On day 3, all H2N3- and H13N6-infected birds had pulmonary lesions that were similar in their nature and distribution to those on day 1. In addition, infiltration of lymphocytes in interlobular septa was now also involving the walls of small blood vessels; the pulmonary lobules were more cellular as a result of hypertrophy of epithelial cells of air capillaries and infiltration of macrophages and lymphocytes; the epithelium lining several parabronchial lumens was hypertrophic and also hyperplastic; and the mesenchyma surrounding the IPPB and secondary bronchi was more edematous. In some instances, hypertrophy and hyperplasia of the parabronchial epithelium and infiltration of inflammatory cells in surrounding interatrial septa had led to complete obstruction of parabronchial lumens (Fig. 5). Exudate, edema fluid, and cellular debris were now present in the lumens of parabronchi and, to a lesser extent, secondary bronchi in some birds.
On day 6, pulmonary lesions in all infected birds had regressed, and on day 17, the only pulmonary lesions consisted of mild multifocal interlobular and peribronchial lymphoid hyperplasia in the lateral region of the organ in 2 of 4 H2N3-infected birds and 3 of 4 H13N6-infected birds.
No pulmonary lesions were seen in 3 of 4 control birds. One of 2 control birds euthanized on day 3 had pulmonary changes similar to, but milder than, those in experimental birds and confined to a narrow band of tissue along the lateral border of the organ. This was not the control bird from which AI virus was identified in a pharyngeal swab by RRT-PCR.
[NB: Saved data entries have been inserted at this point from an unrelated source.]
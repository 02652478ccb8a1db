use axum::{
    extract::{multipart::MultipartError, DefaultBodyLimit, Multipart, Path, State},
    http::{header, StatusCode},
    response::IntoResponse,
    routing::{get, post},
    Json, Router,
};
use tracing::{instrument, warn};

use super::dto::{Photo, PhotoUpload, UploadPhotoResponse};
use super::{repo, services};
use crate::dates;
use crate::error::{ApiError, ApiResult};
use crate::state::AppState;

pub fn read_routes() -> Router<AppState> {
    Router::new()
        .route("/photos/:date", get(list_photos))
        .route("/photos/file/:filename", get(get_photo_file))
}

pub fn write_routes(max_upload_bytes: usize) -> Router<AppState> {
    Router::new()
        .route("/photos/upload", post(upload_photo))
        .layer(DefaultBodyLimit::max(max_upload_bytes))
}

/// POST /photos/upload (multipart)
/// Fields: `photo` (file), `date` (YYYY-MM-DD).
#[instrument(skip(state, mp))]
pub async fn upload_photo(
    State(state): State<AppState>,
    mut mp: Multipart,
) -> ApiResult<(StatusCode, Json<UploadPhotoResponse>)> {
    let mut upload: Option<PhotoUpload> = None;
    let mut date: Option<String> = None;

    while let Some(field) = mp.next_field().await.map_err(multipart_error)? {
        let name = field.name().map(str::to_string);
        match name.as_deref() {
            Some("photo") => {
                let file_name = field.file_name().unwrap_or_default().to_string();
                let body = field.bytes().await.map_err(multipart_error)?;
                upload = Some(PhotoUpload { file_name, body });
            }
            Some("date") => {
                date = Some(field.text().await.map_err(multipart_error)?);
            }
            _ => {}
        }
    }

    let photo = services::save_photo(&state, date.as_deref(), upload).await?;

    Ok((
        StatusCode::CREATED,
        Json(UploadPhotoResponse {
            id: photo.id,
            filename: photo.stored_name,
            message: "Photo uploaded successfully",
        }),
    ))
}

/// Oversized bodies keep their 413; anything else is a malformed request.
fn multipart_error(e: MultipartError) -> ApiError {
    warn!(error = %e, "multipart body rejected");
    if e.status() == StatusCode::PAYLOAD_TOO_LARGE {
        ApiError::PayloadTooLarge(e.body_text())
    } else {
        ApiError::validation(e.body_text())
    }
}

/// GET /photos/:date
#[instrument(skip(state))]
pub async fn list_photos(
    State(state): State<AppState>,
    Path(date): Path<String>,
) -> ApiResult<Json<Vec<Photo>>> {
    let date = dates::parse_date(&date)
        .ok_or_else(|| ApiError::validation(format!("Invalid date {date:?}, expected YYYY-MM-DD")))?;
    let photos = repo::list_by_date(&state.db, date).await?;
    Ok(Json(photos))
}

/// GET /photos/file/:filename — raw bytes.
#[instrument(skip(state))]
pub async fn get_photo_file(
    State(state): State<AppState>,
    Path(filename): Path<String>,
) -> ApiResult<impl IntoResponse> {
    if !services::is_stored_name(&filename) {
        return Err(ApiError::not_found("File not found"));
    }
    let body = state
        .storage
        .get_object(&filename)
        .await?
        .ok_or_else(|| ApiError::not_found("File not found"))?;

    Ok((
        [(header::CONTENT_TYPE, services::content_type_for(&filename))],
        body,
    ))
}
Immunohistochemical Findings
Cells positive for AI virus nucleoprotein by IHC were confined to the lungs, air sacs, intestinal tract, and cloacal bursa of infected birds (Table 2). All control birds were negative. On day 1, the lungs of all 4 H2N3-infected birds and of 2 of 4 H13N6-infected birds contained many positive cells that were confined to the region of the lung, showing evidence of inflammation in the corresponding HE section. Most of these cells were within pulmonary lobules and seemed to involve the epithelium of air capillaries (Fig. 4b). A few positive cells could also be found in the epithelium lining some parabronchial lumens (Fig. 6). In 1 H13N6-infected bird, the epithelium of secondary bronchi adjacent to the affected region of the pulmonary parenchyma contained numerous positive cells as well. The air sacs of 2 of 4 H2N3-infected birds and of 2 of 4 H13N6-infected birds were positive, but with only a very few positive cells scattered along the surface epithelium. The intestinal tract of 1 of 4 H2N6-infected birds was positive, with most segments of intestine examined containing many positive villous epithelial cells. These cells could be found at all levels of individual villi, from their base to their tip, but tended to predominate at their tip; bright red precipitate, either in particulate form or as positively staining nuclei of mononuclear cells of undetermined identity, could also be found occasionally within the lamina propria adjacent to the positive epithelial cells.
Detection by Immunohistochemistry, Based on a Monoclonal Antibody Against the Viral Nucleoprotein, of 2 Subtypes of Low-Pathogenicity Avian Influenza (LPAI) Virus in Tissues of Mallard Ducks Experimentally Inoculated via the Trachea and Esophagus on Day 0.
A tissue was considered positive for the virus even if only 1 or a very few cells showed distinct staining of their nucleus. (Other tissues examined [brain, nasal ethmoid, pharyngeal mucosa, trachea, primary bronchus, esophagus, proventriculus, spleen, liver, gall bladder, pancreas, kidney, adrenal, gonad, oviduct] were negative. All tissues of 2 control birds euthanized on day 3 and of 2 other control birds euthanized on day 6 were also negative.)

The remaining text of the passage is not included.